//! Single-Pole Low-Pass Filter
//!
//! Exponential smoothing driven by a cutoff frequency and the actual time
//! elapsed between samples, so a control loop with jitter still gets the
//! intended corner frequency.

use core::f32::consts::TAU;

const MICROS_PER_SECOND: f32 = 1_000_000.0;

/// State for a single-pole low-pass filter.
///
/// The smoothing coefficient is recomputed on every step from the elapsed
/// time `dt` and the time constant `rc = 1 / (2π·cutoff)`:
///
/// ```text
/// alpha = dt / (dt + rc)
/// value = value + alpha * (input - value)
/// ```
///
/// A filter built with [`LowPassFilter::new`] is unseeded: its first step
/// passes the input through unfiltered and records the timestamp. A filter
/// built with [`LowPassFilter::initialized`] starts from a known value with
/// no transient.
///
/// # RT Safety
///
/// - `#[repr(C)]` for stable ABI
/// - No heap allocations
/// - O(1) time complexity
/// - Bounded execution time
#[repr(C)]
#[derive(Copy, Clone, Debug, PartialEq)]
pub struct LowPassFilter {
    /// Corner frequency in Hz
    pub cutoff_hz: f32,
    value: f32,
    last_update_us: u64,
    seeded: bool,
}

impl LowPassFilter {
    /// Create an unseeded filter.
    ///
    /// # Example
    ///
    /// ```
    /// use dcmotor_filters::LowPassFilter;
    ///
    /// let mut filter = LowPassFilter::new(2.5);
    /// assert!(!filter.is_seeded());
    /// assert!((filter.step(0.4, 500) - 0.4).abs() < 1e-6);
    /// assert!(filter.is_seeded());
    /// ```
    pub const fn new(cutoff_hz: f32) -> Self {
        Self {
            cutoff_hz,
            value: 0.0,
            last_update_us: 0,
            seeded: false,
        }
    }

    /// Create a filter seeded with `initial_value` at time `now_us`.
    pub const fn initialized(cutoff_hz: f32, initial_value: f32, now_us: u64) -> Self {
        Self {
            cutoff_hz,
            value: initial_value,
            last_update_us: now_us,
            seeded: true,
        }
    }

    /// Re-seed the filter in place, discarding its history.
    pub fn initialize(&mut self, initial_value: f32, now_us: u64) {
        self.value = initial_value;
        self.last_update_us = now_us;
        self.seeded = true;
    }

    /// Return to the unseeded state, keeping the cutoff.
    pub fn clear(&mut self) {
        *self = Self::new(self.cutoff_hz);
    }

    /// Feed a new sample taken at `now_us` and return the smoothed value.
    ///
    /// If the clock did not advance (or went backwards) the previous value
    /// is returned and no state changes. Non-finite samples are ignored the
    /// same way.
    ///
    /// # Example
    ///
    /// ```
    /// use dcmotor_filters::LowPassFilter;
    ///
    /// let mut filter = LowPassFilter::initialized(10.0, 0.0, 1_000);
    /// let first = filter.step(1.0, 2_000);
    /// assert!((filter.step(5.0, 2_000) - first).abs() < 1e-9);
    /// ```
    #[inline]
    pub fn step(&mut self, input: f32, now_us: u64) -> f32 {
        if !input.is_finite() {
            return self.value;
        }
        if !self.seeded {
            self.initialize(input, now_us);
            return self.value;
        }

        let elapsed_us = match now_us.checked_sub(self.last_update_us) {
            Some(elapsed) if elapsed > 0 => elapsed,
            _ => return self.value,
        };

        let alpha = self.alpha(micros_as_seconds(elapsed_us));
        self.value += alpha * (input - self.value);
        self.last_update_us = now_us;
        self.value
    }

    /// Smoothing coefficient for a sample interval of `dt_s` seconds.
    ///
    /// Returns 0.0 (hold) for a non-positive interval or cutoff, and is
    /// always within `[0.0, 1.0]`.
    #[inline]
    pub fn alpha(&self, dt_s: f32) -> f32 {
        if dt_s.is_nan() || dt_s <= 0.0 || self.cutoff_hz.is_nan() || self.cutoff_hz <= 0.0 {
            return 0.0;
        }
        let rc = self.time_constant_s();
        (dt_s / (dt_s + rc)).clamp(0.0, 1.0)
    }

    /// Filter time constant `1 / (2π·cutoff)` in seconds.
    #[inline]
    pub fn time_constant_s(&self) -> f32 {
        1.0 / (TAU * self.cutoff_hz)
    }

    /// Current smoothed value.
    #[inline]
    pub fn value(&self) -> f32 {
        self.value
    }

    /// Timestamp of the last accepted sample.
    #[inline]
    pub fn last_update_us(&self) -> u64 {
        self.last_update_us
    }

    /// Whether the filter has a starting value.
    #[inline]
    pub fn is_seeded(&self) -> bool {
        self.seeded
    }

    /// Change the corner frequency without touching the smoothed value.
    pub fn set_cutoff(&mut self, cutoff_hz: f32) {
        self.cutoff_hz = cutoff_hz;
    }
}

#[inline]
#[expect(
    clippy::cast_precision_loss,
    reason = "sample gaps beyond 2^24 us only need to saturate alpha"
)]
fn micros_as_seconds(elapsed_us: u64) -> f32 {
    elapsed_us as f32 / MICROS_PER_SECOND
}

-------

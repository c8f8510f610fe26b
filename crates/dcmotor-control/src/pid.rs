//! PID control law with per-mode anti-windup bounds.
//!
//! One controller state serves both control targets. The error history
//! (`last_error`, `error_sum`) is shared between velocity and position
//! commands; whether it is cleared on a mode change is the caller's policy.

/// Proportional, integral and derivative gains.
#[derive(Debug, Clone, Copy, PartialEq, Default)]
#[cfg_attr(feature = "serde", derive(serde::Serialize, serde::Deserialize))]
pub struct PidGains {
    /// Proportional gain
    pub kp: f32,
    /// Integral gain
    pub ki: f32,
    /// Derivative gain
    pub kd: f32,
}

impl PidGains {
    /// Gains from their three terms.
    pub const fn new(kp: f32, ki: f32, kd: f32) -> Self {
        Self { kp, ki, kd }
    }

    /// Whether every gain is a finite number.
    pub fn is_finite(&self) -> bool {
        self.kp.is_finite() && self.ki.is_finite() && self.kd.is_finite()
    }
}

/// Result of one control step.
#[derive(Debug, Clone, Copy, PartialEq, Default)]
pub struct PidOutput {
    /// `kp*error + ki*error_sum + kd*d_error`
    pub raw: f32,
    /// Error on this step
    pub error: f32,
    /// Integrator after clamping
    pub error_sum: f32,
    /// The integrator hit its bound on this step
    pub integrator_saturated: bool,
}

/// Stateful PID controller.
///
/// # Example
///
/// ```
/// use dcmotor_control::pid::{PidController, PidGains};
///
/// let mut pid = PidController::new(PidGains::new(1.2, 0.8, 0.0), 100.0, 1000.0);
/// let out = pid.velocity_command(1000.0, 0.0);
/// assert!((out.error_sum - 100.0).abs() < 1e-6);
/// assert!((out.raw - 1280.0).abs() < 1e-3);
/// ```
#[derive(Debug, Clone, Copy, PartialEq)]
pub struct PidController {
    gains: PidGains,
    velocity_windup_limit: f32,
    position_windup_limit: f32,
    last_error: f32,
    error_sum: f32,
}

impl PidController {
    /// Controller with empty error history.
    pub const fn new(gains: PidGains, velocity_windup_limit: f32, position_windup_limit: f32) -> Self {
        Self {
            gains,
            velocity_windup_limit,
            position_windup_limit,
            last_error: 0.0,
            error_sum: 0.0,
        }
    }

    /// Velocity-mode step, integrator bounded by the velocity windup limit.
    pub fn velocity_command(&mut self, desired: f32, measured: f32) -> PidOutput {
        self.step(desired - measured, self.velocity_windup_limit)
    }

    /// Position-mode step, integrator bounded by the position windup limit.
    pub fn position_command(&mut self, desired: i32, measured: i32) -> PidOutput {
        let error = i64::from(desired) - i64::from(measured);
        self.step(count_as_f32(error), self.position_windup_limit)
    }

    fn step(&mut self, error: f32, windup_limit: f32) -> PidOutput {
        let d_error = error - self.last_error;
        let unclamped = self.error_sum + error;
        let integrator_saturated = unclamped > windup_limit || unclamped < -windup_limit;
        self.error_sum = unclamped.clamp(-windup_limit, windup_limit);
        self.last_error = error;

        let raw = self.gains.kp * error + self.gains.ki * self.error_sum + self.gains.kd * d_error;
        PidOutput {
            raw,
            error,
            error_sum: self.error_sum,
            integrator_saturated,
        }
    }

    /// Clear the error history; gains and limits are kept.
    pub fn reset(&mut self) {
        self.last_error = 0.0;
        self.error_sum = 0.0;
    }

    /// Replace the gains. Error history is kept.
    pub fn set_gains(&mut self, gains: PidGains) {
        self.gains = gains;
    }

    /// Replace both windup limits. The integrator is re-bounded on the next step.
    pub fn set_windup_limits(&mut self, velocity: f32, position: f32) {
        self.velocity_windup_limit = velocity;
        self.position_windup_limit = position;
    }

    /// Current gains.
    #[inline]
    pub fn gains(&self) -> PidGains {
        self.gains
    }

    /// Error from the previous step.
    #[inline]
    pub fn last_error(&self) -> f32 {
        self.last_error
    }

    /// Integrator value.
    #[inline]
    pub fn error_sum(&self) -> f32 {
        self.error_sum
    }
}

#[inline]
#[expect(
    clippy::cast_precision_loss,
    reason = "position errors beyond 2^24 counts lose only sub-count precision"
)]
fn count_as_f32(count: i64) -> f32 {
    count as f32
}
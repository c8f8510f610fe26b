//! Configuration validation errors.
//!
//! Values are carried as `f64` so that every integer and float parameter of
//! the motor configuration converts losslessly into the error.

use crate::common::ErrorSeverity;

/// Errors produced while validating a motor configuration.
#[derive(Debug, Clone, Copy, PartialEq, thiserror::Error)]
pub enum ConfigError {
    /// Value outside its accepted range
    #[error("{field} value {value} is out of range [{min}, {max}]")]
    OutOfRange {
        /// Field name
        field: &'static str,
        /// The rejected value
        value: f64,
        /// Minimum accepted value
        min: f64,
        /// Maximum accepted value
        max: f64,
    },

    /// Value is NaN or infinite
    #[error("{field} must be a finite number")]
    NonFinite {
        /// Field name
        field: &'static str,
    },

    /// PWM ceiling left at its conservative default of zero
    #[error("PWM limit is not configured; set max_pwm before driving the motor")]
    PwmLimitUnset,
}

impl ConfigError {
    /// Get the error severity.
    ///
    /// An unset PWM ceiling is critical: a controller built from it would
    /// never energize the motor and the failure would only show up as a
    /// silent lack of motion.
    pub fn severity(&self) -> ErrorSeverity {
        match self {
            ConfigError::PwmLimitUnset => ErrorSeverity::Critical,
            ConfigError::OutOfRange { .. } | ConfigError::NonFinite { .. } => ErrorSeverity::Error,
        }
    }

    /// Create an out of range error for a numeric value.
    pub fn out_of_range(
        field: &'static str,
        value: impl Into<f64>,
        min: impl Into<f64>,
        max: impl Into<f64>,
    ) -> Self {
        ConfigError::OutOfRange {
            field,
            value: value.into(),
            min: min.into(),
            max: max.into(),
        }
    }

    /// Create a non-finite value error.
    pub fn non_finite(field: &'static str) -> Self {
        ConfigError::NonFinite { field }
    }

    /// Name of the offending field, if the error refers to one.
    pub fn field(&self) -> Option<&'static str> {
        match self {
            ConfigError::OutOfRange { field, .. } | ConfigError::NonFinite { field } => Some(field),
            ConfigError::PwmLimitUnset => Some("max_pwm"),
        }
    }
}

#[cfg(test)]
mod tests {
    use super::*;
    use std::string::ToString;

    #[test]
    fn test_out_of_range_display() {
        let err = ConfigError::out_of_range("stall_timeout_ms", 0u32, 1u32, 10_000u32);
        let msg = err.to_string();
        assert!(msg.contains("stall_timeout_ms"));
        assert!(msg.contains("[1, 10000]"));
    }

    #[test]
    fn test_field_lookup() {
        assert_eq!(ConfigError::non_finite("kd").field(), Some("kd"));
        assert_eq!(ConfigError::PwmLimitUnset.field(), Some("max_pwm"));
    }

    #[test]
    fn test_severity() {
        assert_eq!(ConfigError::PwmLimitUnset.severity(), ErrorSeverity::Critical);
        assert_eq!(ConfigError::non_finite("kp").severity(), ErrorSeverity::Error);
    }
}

-------

## [Try it]
All that is needed is the number of lines in the material containing the string "Clone".

## [Solution to this exercise]
5